Jacques Desrosiers (July 8, 1938 – June 11, 1996) was a Québécois Canadian singer and actor. Desrosiers was best known for playing the clown Patof in the Canadian television series Patofville. He was born in Montreal, Quebec.

Early career
Son of the comic comedian Pierre Desrosiers and brother of singers André Fontaine and Édouard Desrosiers (Édouard would later become a politician), Jacques Desrosiers begins in 1956 as imitator and cabaret artist on CBC/Radio-Canada television. He soon presents his shows, mixing fanciful songs, parodies and imitations, in the cabarets of Quebec, particularly at the Montreal Casa Loma.

Some of his parodies, such as La Java à Lumina, Le Peddler and La Machine à laver make the hit parade. In 1963-1964 he participates in a review called Zéro de conduite with Dominique Michel, Denise Filiatrault and Donald Lautrec, then in Clémence DesRochers's musical, Le Vol rose du flamant.

Television
Between 1968 and 1973, Jacques Desrosiers hosts several TV shows on CFTM channel 10, such as Les trois cloches, Vaudeville, Café terrasse and Madame est servie.

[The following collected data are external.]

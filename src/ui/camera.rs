use bevy::input::mouse::{AccumulatedMouseMotion, MouseScrollUnit, MouseWheel};
use bevy::prelude::*;
use bevy_egui::EguiContexts;

use crate::prelude::*;

pub struct CameraPlugin;

impl Plugin for CameraPlugin {
    fn build(&self, app: &mut App) {
        app.add_systems(Startup, spawn_camera)
            .add_systems(PostUpdate, camera_control_system);
    }
}

fn spawn_camera(mut commands: Commands, mut clearcolor: ResMut<ClearColor>) {
    *clearcolor = ClearColor(Color::BLACK);
    let camera_main = CameraMain::default();
    commands.spawn((
        Camera3d::default(),
        Transform::from_translation(camera_main.translation()).looking_at(Vec3::ZERO, Vec3::Y),
        camera_main,
    ));
}

/// Orbit camera circling `target_pos`, with damped rotation and smoothed zoom
#[derive(Component, Clone)]
pub struct CameraMain {
    target_pos: Vec3,
    yaw: f32,
    pitch: f32,
    distance: f32,
    smooth_zoom_buffer: f32,
    /// radians per second, decays once the drag ends
    angular_velocity: Vec2,
}

impl Default for CameraMain {
    /// Starts at (3, 3, 3) looking at the galactic center
    fn default() -> Self {
        let start = Vec3::splat(3.0);
        Self {
            target_pos: Vec3::ZERO,
            yaw: f32::atan2(start.x, start.z),
            pitch: (start.y / start.length()).asin(),
            distance: start.length(),
            smooth_zoom_buffer: 0.0,
            angular_velocity: Vec2::ZERO,
        }
    }
}

const MIN_DISTANCE: f32 = 0.5;
const PITCH_LIMIT: f32 = 1.5;
const DAMPING: f32 = 6.0;
const ROTATE_SPEED: f32 = 0.005;

impl CameraMain {
    fn translation(&self) -> Vec3 {
        let (sin_yaw, cos_yaw) = self.yaw.sin_cos();
        let (sin_pitch, cos_pitch) = self.pitch.sin_cos();
        self.target_pos
            + Vec3::new(cos_pitch * sin_yaw, sin_pitch, cos_pitch * cos_yaw) * self.distance
    }

    /// Dragging sets the angular velocity directly, releasing lets it decay
    fn rotate(&mut self, drag: Option<Vec2>, dt: f32) {
        match drag {
            Some(delta) if dt > 0.0 => self.angular_velocity = -delta * ROTATE_SPEED / dt,
            Some(_) => {}
            None => self.angular_velocity *= f32::exp(-DAMPING * dt),
        }
        self.yaw += self.angular_velocity.x * dt;
        self.pitch = (self.pitch - self.angular_velocity.y * dt).clamp(-PITCH_LIMIT, PITCH_LIMIT);
    }

    /// Converts part of the buffered scroll into zoom each frame
    fn zoom(&mut self, max_distance: f32) {
        let smooth_zoom_min = 0.001f32;
        let smooth_zoom_factor = 0.2f32;

        let smooth_zoom_amount = if self.smooth_zoom_buffer < 0.0 {
            f32::min(
                self.smooth_zoom_buffer * smooth_zoom_factor,
                (-smooth_zoom_min).max(self.smooth_zoom_buffer),
            )
        } else {
            f32::max(
                self.smooth_zoom_buffer * smooth_zoom_factor,
                smooth_zoom_min.min(self.smooth_zoom_buffer),
            )
        };
        self.distance = (self.distance * f32::exp(-smooth_zoom_amount)).clamp(MIN_DISTANCE, max_distance);
        self.smooth_zoom_buffer -= smooth_zoom_amount;
    }
}

pub fn camera_control_system(
    mut query: Query<(&mut Transform, &mut CameraMain)>,
    mouse_buttons: Res<ButtonInput<MouseButton>>,
    mouse_motion: Res<AccumulatedMouseMotion>,
    time: Res<Time>,
    params: Res<GalaxyParams>,
    mut scroll_evr: EventReader<MouseWheel>,
    mut contexts: EguiContexts,
) {
    let Ok((mut transform, mut camera_main)) = query.single_mut() else {
        return;
    };
    let egui_wants_pointer = contexts.ctx_mut().wants_pointer_input();

    for ev in scroll_evr.read() {
        if egui_wants_pointer {
            continue;
        }
        match ev.unit {
            MouseScrollUnit::Line => camera_main.smooth_zoom_buffer += ev.y * 0.2,
            MouseScrollUnit::Pixel => camera_main.smooth_zoom_buffer += ev.y * 0.005,
        }
    }

    let drag = (mouse_buttons.pressed(MouseButton::Left) && !egui_wants_pointer)
        .then_some(mouse_motion.delta);

    camera_main.rotate(drag, time.delta_secs());
    camera_main.zoom(params.radius * 6.0);

    transform.translation = camera_main.translation();
    transform.look_at(camera_main.target_pos, Vec3::Y);
}

#[cfg(test)]
mod tests {
    use super::*;
    use approx::assert_abs_diff_eq;

    #[test]
    fn starts_at_three_three_three() {
        let translation = CameraMain::default().translation();
        assert_abs_diff_eq!(translation.x, 3.0, epsilon = 1e-5);
        assert_abs_diff_eq!(translation.y, 3.0, epsilon = 1e-5);
        assert_abs_diff_eq!(translation.z, 3.0, epsilon = 1e-5);
    }

    #[test]
    fn rotation_keeps_distance_and_clamps_pitch() {
        let mut camera = CameraMain::default();
        for _ in 0..100 {
            camera.rotate(Some(Vec2::new(40.0, -80.0)), 1.0 / 60.0);
        }
        assert_eq!(camera.pitch, -PITCH_LIMIT);
        assert_abs_diff_eq!(camera.translation().length(), camera.distance, epsilon = 1e-4);
    }

    #[test]
    fn released_drag_decays() {
        let mut camera = CameraMain::default();
        camera.rotate(Some(Vec2::new(30.0, 0.0)), 1.0 / 60.0);
        let spinning = camera.angular_velocity.length();
        for _ in 0..600 {
            camera.rotate(None, 1.0 / 60.0);
        }
        assert!(spinning > 0.0);
        assert!(camera.angular_velocity.length() < spinning * 1e-3);
    }

    #[test]
    fn scroll_buffer_drains_into_zoom() {
        let mut camera = CameraMain::default();
        let start = camera.distance;
        camera.smooth_zoom_buffer = 1.0;
        for _ in 0..200 {
            camera.zoom(100.0);
        }
        assert_abs_diff_eq!(camera.smooth_zoom_buffer, 0.0, epsilon = 1e-4);
        assert_abs_diff_eq!(camera.distance, start * f32::exp(-1.0), epsilon = 1e-3);

        camera.smooth_zoom_buffer = -100.0;
        for _ in 0..200 {
            camera.zoom(10.0);
        }
        assert!(camera.distance <= 10.0);
    }
}
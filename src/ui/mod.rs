use bevy::prelude::*;

mod camera;
mod config_egui;
mod fps_widget;

pub use config_egui::GalaxyParamsUi;

pub struct UiPlugin;

impl Plugin for UiPlugin {
    fn build(&self, app: &mut App) {
        app.add_plugins((
            camera::CameraPlugin,
            config_egui::ConfigEguiPlugin,
            fps_widget::FpsWidgetPlugin,
        ));
    }
}
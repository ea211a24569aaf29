use bevy::color::{LinearRgba, Srgba};
use bevy::prelude::*;
use serde::{Deserialize, Serialize};

use super::params_file::{hex_color, ParamsPath};

/// Rejected generator input
#[derive(thiserror::Error, Debug, Clone, PartialEq)]
pub enum GalaxyError {
    #[error("invalid parameter `{field}`: {value}")]
    InvalidParameter { field: &'static str, value: String },

    #[error("cannot allocate buffers for {count} particles")]
    TooManyParticles { count: usize },
}

impl GalaxyError {
    fn invalid(field: &'static str, value: impl std::fmt::Debug) -> Self {
        Self::InvalidParameter {
            field,
            value: format!("{value:?}"),
        }
    }
}

/// Parameters of the spiral particle galaxy.
///
/// `generation` is bumped every time a different set of parameters is committed,
/// consumers compare it against the generation they last built from.
#[derive(Resource, Clone, PartialEq, Debug, Serialize, Deserialize)]
#[serde(default)]
pub struct GalaxyParams {
    #[serde(skip)]
    pub generation: i32,

    pub count: usize,
    pub radius: f32,
    pub branches: u32,
    /// radians of twist per unit of radius
    pub spin: f32,
    pub randomness: f32,
    pub randomness_power: f32,

    /// linear rgb
    #[serde(with = "hex_color")]
    pub inside_color: [f32; 3],
    #[serde(with = "hex_color")]
    pub outside_color: [f32; 3],

    /// Side of each particle quad, world units when attenuated, pixels otherwise
    pub size: f32,
    /// Shrink particles with distance to the camera
    pub size_attenuation: bool,

    /// Fixed seed for reproducible galaxies, fresh entropy on every regeneration otherwise
    pub seed: Option<u64>,
}

impl GalaxyParams {
    pub const MIN: Self = Self {
        generation: 0,
        count: 0,
        radius: 0.01,
        branches: 1,
        spin: -5.0,
        randomness: 0.0,
        randomness_power: 0.01,
        inside_color: [0.0; 3],
        outside_color: [0.0; 3],
        size: 0.0,
        size_attenuation: false,
        seed: None,
    };
    pub const MAX: Self = Self {
        generation: 0,
        count: 100_000,
        radius: 20.0,
        branches: 50,
        spin: 5.0,
        randomness: 10.0,
        randomness_power: 5.0,
        inside_color: [1.0; 3],
        outside_color: [1.0; 3],
        size: 2.0,
        size_attenuation: true,
        seed: None,
    };

    /// Checks every field before anything is generated
    pub fn validate(&self) -> Result<(), GalaxyError> {
        if self.branches < 1 {
            return Err(GalaxyError::invalid("branches", self.branches));
        }
        if !self.radius.is_finite() || self.radius <= 0.0 {
            return Err(GalaxyError::invalid("radius", self.radius));
        }
        if !self.spin.is_finite() {
            return Err(GalaxyError::invalid("spin", self.spin));
        }
        if !self.randomness.is_finite() || self.randomness < 0.0 {
            return Err(GalaxyError::invalid("randomness", self.randomness));
        }
        if !self.randomness_power.is_finite() || self.randomness_power <= 0.0 {
            return Err(GalaxyError::invalid(
                "randomness_power",
                self.randomness_power,
            ));
        }
        if !self.size.is_finite() || self.size < 0.0 {
            return Err(GalaxyError::invalid("size", self.size));
        }
        for (field, color) in [
            ("inside_color", self.inside_color),
            ("outside_color", self.outside_color),
        ] {
            if color.iter().any(|channel| !(0.0..=1.0).contains(channel)) {
                return Err(GalaxyError::invalid(field, color));
            }
        }
        Ok(())
    }

    /// Equality that ignores `generation`
    pub fn same_galaxy(&self, other: &Self) -> bool {
        *self
            == Self {
                generation: self.generation,
                ..other.clone()
            }
    }
}

fn srgb_hex_to_linear(r: u8, g: u8, b: u8) -> [f32; 3] {
    let linear = LinearRgba::from(Srgba::rgb_u8(r, g, b));
    [linear.red, linear.green, linear.blue]
}

impl Default for GalaxyParams {
    fn default() -> Self {
        Self {
            generation: 1,
            count: 10_000,
            radius: 5.0,
            branches: 3,
            spin: 0.7,
            randomness: 0.6,
            randomness_power: 3.0,
            // #ff6030
            inside_color: srgb_hex_to_linear(0xff, 0x60, 0x30),
            // #1b3984
            outside_color: srgb_hex_to_linear(0x1b, 0x39, 0x84),
            size: 0.01,
            size_attenuation: true,
            seed: None,
        }
    }
}

#[derive(Resource)]
pub(crate) struct GalaxyParamsOld(GalaxyParams);

impl Default for GalaxyParamsOld {
    fn default() -> Self {
        Self(GalaxyParams {
            generation: -1,
            ..default()
        })
    }
}

pub struct GalaxyParamsPlugin {
    /// Parameter file read at startup, also the target of the save button
    pub params_path: Option<std::path::PathBuf>,
}

impl Plugin for GalaxyParamsPlugin {
    fn build(&self, app: &mut App) {
        let path = self
            .params_path
            .clone()
            .unwrap_or_else(|| super::params_file::DEFAULT_PARAMS_PATH.into());

        app.insert_resource(GalaxyParams::default())
            .insert_resource(GalaxyParamsOld::default())
            .insert_resource(ParamsPath(path))
            .add_systems(Update, apply_param_updates);

        if self.params_path.is_some() {
            app.add_systems(Startup, load_params_file);
        }
    }
}

fn load_params_file(path: Res<ParamsPath>, mut params: ResMut<GalaxyParams>) {
    match GalaxyParams::load_from_file(&path.0) {
        Ok(loaded) => {
            info!("Loaded galaxy parameters from {}", path.0.display());
            *params = GalaxyParams {
                generation: params.generation,
                ..loaded
            };
        }
        Err(err) => error!(
            "Could not load galaxy parameters from {}: {err}",
            path.0.display()
        ),
    }
}

/// Bumps the generation whenever a different galaxy has been committed
pub(crate) fn apply_param_updates(
    mut params_old: ResMut<GalaxyParamsOld>,
    mut params: ResMut<GalaxyParams>,
) {
    if !params.is_changed() {
        return;
    }
    if !params.same_galaxy(&params_old.0) {
        params.generation += 1;
        debug!("Galaxy parameters changed, generation {}", params.generation);
    }
    params_old.0 = params.clone();
}

#[cfg(test)]
mod tests {
    use super::*;
    use approx::assert_abs_diff_eq;

    fn params_app() -> App {
        let mut app = App::new();
        app.insert_resource(GalaxyParams::default())
            .insert_resource(GalaxyParamsOld::default())
            .add_systems(Update, apply_param_updates);
        app
    }

    fn generation(app: &App) -> i32 {
        app.world().resource::<GalaxyParams>().generation
    }

    #[test]
    fn defaults_are_valid_and_within_slider_bounds() {
        let params = GalaxyParams::default();
        assert_eq!(params.validate(), Ok(()));

        let (min, max) = (GalaxyParams::MIN, GalaxyParams::MAX);
        assert!((min.count..=max.count).contains(&params.count));
        assert!((min.radius..=max.radius).contains(&params.radius));
        assert!((min.branches..=max.branches).contains(&params.branches));
        assert!((min.spin..=max.spin).contains(&params.spin));
        assert!((min.randomness..=max.randomness).contains(&params.randomness));
        assert!(
            (min.randomness_power..=max.randomness_power).contains(&params.randomness_power)
        );
        assert!((min.size..=max.size).contains(&params.size));
        assert_eq!(min.validate(), Ok(()));
        assert_eq!(max.validate(), Ok(()));
    }

    #[test]
    fn default_colors_are_linear() {
        let params = GalaxyParams::default();
        // #ff6030 has a full red channel and 0x60 green, which is ~0.117 in linear space
        assert_abs_diff_eq!(params.inside_color[0], 1.0, epsilon = 1e-6);
        assert!(params.inside_color[1] > 0.1 && params.inside_color[1] < 0.13);
        assert!(params.outside_color[2] > params.outside_color[0]);
    }

    #[test]
    fn rejects_each_invalid_field() {
        let cases: [(&str, GalaxyParams); 10] = [
            ("branches", GalaxyParams { branches: 0, ..default() }),
            ("radius", GalaxyParams { radius: 0.0, ..default() }),
            ("radius", GalaxyParams { radius: -2.0, ..default() }),
            ("radius", GalaxyParams { radius: f32::NAN, ..default() }),
            ("randomness_power", GalaxyParams { randomness_power: 0.0, ..default() }),
            ("randomness", GalaxyParams { randomness: -0.1, ..default() }),
            ("spin", GalaxyParams { spin: f32::INFINITY, ..default() }),
            ("size", GalaxyParams { size: -0.5, ..default() }),
            ("size", GalaxyParams { size: f32::NAN, ..default() }),
            (
                "outside_color",
                GalaxyParams {
                    outside_color: [0.5, 1.5, 0.0],
                    ..default()
                },
            ),
        ];
        for (expected, params) in cases {
            match params.validate() {
                Err(GalaxyError::InvalidParameter { field, .. }) => assert_eq!(field, expected),
                other => panic!("{expected} should have been rejected, got {other:?}"),
            }
        }
    }

    #[test]
    fn error_names_field_and_value() {
        let err = GalaxyParams {
            branches: 0,
            ..default()
        }
        .validate()
        .unwrap_err();
        assert_eq!(err.to_string(), "invalid parameter `branches`: 0");
    }

    #[test]
    fn same_galaxy_ignores_generation() {
        let a = GalaxyParams::default();
        let b = GalaxyParams {
            generation: 42,
            ..default()
        };
        assert!(a.same_galaxy(&b));
        assert!(!a.same_galaxy(&GalaxyParams { spin: 1.0, ..default() }));
    }

    #[test]
    fn generation_bumps_only_on_real_changes() {
        let mut app = params_app();
        app.update();
        assert_eq!(generation(&app), 1);

        app.world_mut().resource_mut::<GalaxyParams>().spin = -1.5;
        app.update();
        assert_eq!(generation(&app), 2);

        // touching the resource without changing it
        app.world_mut().resource_mut::<GalaxyParams>().spin = -1.5;
        app.update();
        assert_eq!(generation(&app), 2);

        app.update();
        assert_eq!(generation(&app), 2);
    }

    #[test]
    fn explicit_regeneration_is_not_bumped_twice() {
        let mut app = params_app();
        app.update();

        app.world_mut().resource_mut::<GalaxyParams>().generation += 1;
        app.update();
        assert_eq!(generation(&app), 2);
    }
}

It is through the character of the clown Patof, created in January 1972 for the TV serie Le Cirque du Capitaine (CFTM, 1970), that Desrosiers becomes famous. He beats all the records of sale with the song Patof Blou, an adaptation of Roger Whittaker's Mammy Blue, and launches a serie of records made in association with Gilbert Chénier. He founds Les Entreprises Patof company, which launch on the market many products for children using the clown image.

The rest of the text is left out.